The information set forth in the Offer to Purchase under the captions “Introduction”; “Summary Term Sheet”; “The Offer—Section 8. Certain Information Concerning AFG and Purchaser”; and “Schedule A—Information Concerning Directors and Executive Officers of AFG and Purchaser” is incorporated herein by reference.

(b) Business and background of entities.

The information set forth in the Offer to Purchase under the captions “The Offer—Section 7. Certain Information Concerning National Interstate”; “Introduction”; and “The Offer—Section 8. Certain Information Concerning AFG and Purchaser” is incorporated herein by reference.

(c) Business and background of natural persons.

The information set forth in the Offer to Purchase under the captions “The Offer—Section 8. Certain Information Concerning AFG and Purchaser” and “Schedule A—Information Concerning Directors and Executive Officers of AFG and Purchaser” is incorporated herein by reference.

Item 4. TERMS OF THE TRANSACTION.
(a) Material terms.

The information set forth in the Offer to Purchase under the captions “Summary Term Sheet”; “Introduction”; “Special Factors—Section 7. Effects of the Offer”; “The Offer—Section 1. Terms of the Offer”; “The Offer—Section 2. Acceptance for Payment and Payment for Shares”; “The Offer—Section 3. Procedures for Accepting the Offer and Tendering Shares”; “The Offer—Section 4. Withdrawal Rights”; “The Offer—Section 5. Certain United States Federal Income Tax Consequences”; “The Offer—Section 11. Conditions to the Offer”; and “The Offer—Section 12. Effect of the Offer on the Market for the Shares; Nasdaq Listing; Exchange Act Registration; Margin Regulations” is incorporated herein by reference.

(b) Different terms.

None.

(d) Appraisal rights.

The information set forth in the Offer to Purchase under the captions “Summary Term Sheet”; “Special Factors—Section 9. Dissenters’ Rights; Rule 13e-3” is incorporated herein by reference.

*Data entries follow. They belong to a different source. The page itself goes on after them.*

//! Telemetry ingestion for the autowater pipeline: CSV sensor feeds and
//! synthetic bootstrap data, both delivered as a [`FeatureTable`].

mod domain;
mod error;
mod reader;
mod synthetic;

pub use domain::{FEATURE_COLUMNS, FeatureTable, TARGET_COLUMN};
pub use error::IoError;
pub use reader::TelemetryReader;
pub use synthetic::{generate_synthetic, heuristic_water_time};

(e) Provisions for unaffiliated security holders.

The information set forth in the Offer to Purchase under the captions “Special Factors—Section 9. Dissenters’ Rights; Rule 13e-3” and “The Offer—Section 8. Certain Information Concerning AFG and Purchaser” is incorporated herein by reference.

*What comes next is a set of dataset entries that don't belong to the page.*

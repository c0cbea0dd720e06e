//! Prediction methods for the Random Forest ensemble.

use rayon::iter::{IntoParallelIterator, ParallelIterator};

use crate::error::RfError;
use crate::forest::RandomForestRegressor;
use crate::tree::check_sample;

impl RandomForestRegressor {
    /// Predict the target for a single sample.
    ///
    /// Returns the arithmetic mean of every tree's prediction.
    ///
    /// # Errors
    ///
    /// | Variant                                | When                            |
    /// |----------------------------------------|---------------------------------|
    /// | [`RfError::NotFitted`]                 | the forest has no trees         |
    /// | [`RfError::PredictionFeatureMismatch`] | `sample.len() != n_features`    |
    /// | [`RfError::NonFinitePredictionInput`]  | a value is NaN or infinite      |
    pub fn predict_one(&self, sample: &[f64]) -> Result<f64, RfError> {
        let n_features = match self.n_features {
            Some(n) if !self.trees.is_empty() => n,
            _ => return Err(RfError::NotFitted),
        };
        check_sample(sample, n_features)?;

        let mut sum = 0.0;
        for tree in &self.trees {
            sum += tree.predict_unchecked(sample).ok_or(RfError::NotFitted)?;
        }
        Ok(sum / self.trees.len() as f64)
    }

    /// Predict targets for a batch of samples in parallel.
    ///
    /// Output order matches input order.
    ///
    /// # Errors
    ///
    /// Same as [`RandomForestRegressor::predict_one`]; any failing sample fails the batch.
    pub fn predict(&self, features: &[Vec<f64>]) -> Result<Vec<f64>, RfError> {
        if !self.is_fitted() {
            return Err(RfError::NotFitted);
        }
        features
            .into_par_iter()
            .map(|sample| self.predict_one(sample))
            .collect()
    }

    /// Return the number of trees in the ensemble.
    #[must_use]
    pub fn n_trees(&self) -> usize {
        self.trees.len()
    }

    /// Return the number of features the forest was trained on, if fitted.
    #[must_use]
    pub fn n_features(&self) -> Option<usize> {
        self.n_features
    }
}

(f) Eligibility for listing or trading.

Not applicable.

Item 5. PAST CONTACTS, TRANSACTIONS, NEGOTIATIONS AND AGREEMENTS.

(a) Transactions.

The information set forth in the Offer to Purchase under the captions “Special Factors—Section 1. Background”; “Special Factors—Section 10. Transactions and Arrangements Concerning the Shares”; “Special Factors—Section 11. Certain Relationships Between AFG and National Interstate”; and “Schedule B—Security Ownership of Certain Beneficial Owners” is incorporated herein by reference.

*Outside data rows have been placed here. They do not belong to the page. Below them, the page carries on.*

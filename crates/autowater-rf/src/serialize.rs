//! Model serialization and deserialization via bincode.

use std::path::Path;

use tracing::{debug, info, instrument};

use crate::error::RfError;
use crate::forest::RandomForestRegressor;

/// Current binary format version.
const FORMAT_VERSION: u32 = 1;

/// Versioned envelope for the serialized model.
#[derive(serde::Serialize, serde::Deserialize)]
struct ModelEnvelope {
    /// Format version for compatibility checking.
    format_version: u32,
    /// Number of trees in the forest.
    n_trees: usize,
    /// Number of features the model was trained on.
    n_features: Option<usize>,
    /// The serialized forest: configuration plus every tree's node structure.
    forest: RandomForestRegressor,
}

/// Encode a forest as bytes.
///
/// Uses bincode encoding wrapped in a versioned envelope.
///
/// # Errors
///
/// Returns [`RfError::SerializeModel`] if bincode encoding fails.
pub fn serialize(forest: &RandomForestRegressor) -> Result<Vec<u8>, RfError> {
    let envelope = ModelEnvelope {
        format_version: FORMAT_VERSION,
        n_trees: forest.trees.len(),
        n_features: forest.n_features,
        forest: forest.clone(),
    };
    bincode::serialize(&envelope).map_err(|e| RfError::SerializeModel { source: e })
}

/// Decode a forest previously produced by [`serialize`].
///
/// # Errors
///
/// | Variant | Condition |
/// |---|---|
/// | [`RfError::DeserializeModel`] | bincode decoding failed |
/// | [`RfError::IncompatibleModelVersion`] | format version mismatch |
/// | [`RfError::CorruptModel`] | envelope and forest disagree, or a tree reads a feature past the model's arity or holds a non-finite value |
pub fn deserialize(bytes: &[u8]) -> Result<RandomForestRegressor, RfError> {
    let envelope: ModelEnvelope =
        bincode::deserialize(bytes).map_err(|e| RfError::DeserializeModel { source: e })?;

    if envelope.format_version != FORMAT_VERSION {
        return Err(RfError::IncompatibleModelVersion {
            expected: FORMAT_VERSION,
            found: envelope.format_version,
        });
    }

    let forest = envelope.forest;
    if envelope.n_trees != forest.trees.len() {
        return Err(RfError::CorruptModel {
            reason: format!(
                "envelope declares {} trees, found {}",
                envelope.n_trees,
                forest.trees.len()
            ),
        });
    }
    if envelope.n_features != forest.n_features
        || forest
            .trees
            .iter()
            .any(|t| t.n_features() != forest.n_features)
    {
        return Err(RfError::CorruptModel {
            reason: "trees disagree on feature count".to_string(),
        });
    }
    if let Some(n_features) = forest.n_features {
        for (tree_index, tree) in forest.trees.iter().enumerate() {
            let Some(root) = tree.root() else {
                return Err(RfError::CorruptModel {
                    reason: format!("tree {tree_index} has no root"),
                });
            };
            root.check_structure(n_features)
                .map_err(|reason| RfError::CorruptModel {
                    reason: format!("tree {tree_index}: {reason}"),
                })?;
        }
    }

    debug!(
        n_trees = envelope.n_trees,
        n_features = ?envelope.n_features,
        "model decoded"
    );

    Ok(forest)
}

impl RandomForestRegressor {
    /// Save the model to a binary file.
    ///
    /// # Errors
    ///
    /// | Variant | Condition |
    /// |---|---|
    /// | [`RfError::SerializeModel`] | bincode encoding failed |
    /// | [`RfError::WriteModel`] | file write failed |
    #[instrument(skip_all, fields(path = %path.as_ref().display()))]
    pub fn save(&self, path: impl AsRef<Path>) -> Result<(), RfError> {
        let path = path.as_ref();
        let bytes = serialize(self)?;

        std::fs::write(path, &bytes).map_err(|e| RfError::WriteModel {
            path: path.to_path_buf(),
            source: e,
        })?;

        info!(
            size_bytes = bytes.len(),
            n_trees = self.trees.len(),
            "model saved"
        );

        Ok(())
    }

    /// Load a model from a binary file.
    ///
    /// # Errors
    ///
    /// | Variant | Condition |
    /// |---|---|
    /// | [`RfError::ReadModel`] | file read failed |
    /// | [`RfError::DeserializeModel`] | bincode decoding failed |
    /// | [`RfError::IncompatibleModelVersion`] | format version mismatch |
    /// | [`RfError::CorruptModel`] | envelope and forest disagree |
    #[instrument(skip_all, fields(path = %path.as_ref().display()))]
    pub fn load(path: impl AsRef<Path>) -> Result<Self, RfError> {
        let path = path.as_ref();

        let bytes = std::fs::read(path).map_err(|e| RfError::ReadModel {
            path: path.to_path_buf(),
            source: e,
        })?;

        deserialize(&bytes)
    }
}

(b)–(c) Significant corporate events; Negotiations or contacts.

The information set forth in the Offer to Purchase under the caption “Special Factors—Section 1. Background” and “Special Factors—Section 11. Certain Relationships Between AFG, Purchaser and National Interstate” is incorporated herein by reference.

(e) Agreements involving the subject company’s securities.

The information set forth in the Offer to Purchase under the captions “Introduction”; “Special Factors—Section 1. Background”; “Special Factors—Section 3. Position of National Interstate Regarding the Offer”; “Special Factors—Section 4. Position of AFG and Purchaser Regarding Fairness of the Offer”; “Special Factors—Section 10. Transactions and Arrangements Concerning the Shares”; “Special Factors—Section 11. Certain Relationships Between AFG and National Interstate”; and “Schedule B—Security Ownership of Certain Beneficial Owners” is incorporated herein by reference.

Item 6. PURPOSES OF THE TRANSACTION AND PLANS OR PROPOSALS.

(b) Use of securities acquired.

The information set forth in the Offer to Purchase under the captions “Summary Term Sheet”; “Special Factors—Section 2. Purpose of and Reasons for the Offer; Plans for National Interstate After the Offer”; “Special Factors—Section 7. Effects of the Offer”; and “The Offer—Section 12. Effect of the Offer on the Market for the Shares; Nasdaq Listing; Exchange Act Registration; Margin Regulations” is incorporated herein by reference.

(c) (1)–(8) Plans.

The information set forth in the Offer to Purchase under the captions “Summary Term Sheet”; “Special Factors—Section 1. Background”; “Special Factors—Section 2. Purpose of and Reasons for the Offer; Plans for National Interstate After the Offer”; “Special Factors—Section 7. Effect of the Offer”; “The Offer—Section 9. Source and Amounts of Funds”; and “The Offer—Section 12. Effect of the Offer on the Market for the Shares; Nasdaq Listing; Exchange Act Registration; Margin Regulations” is incorporated herein by reference.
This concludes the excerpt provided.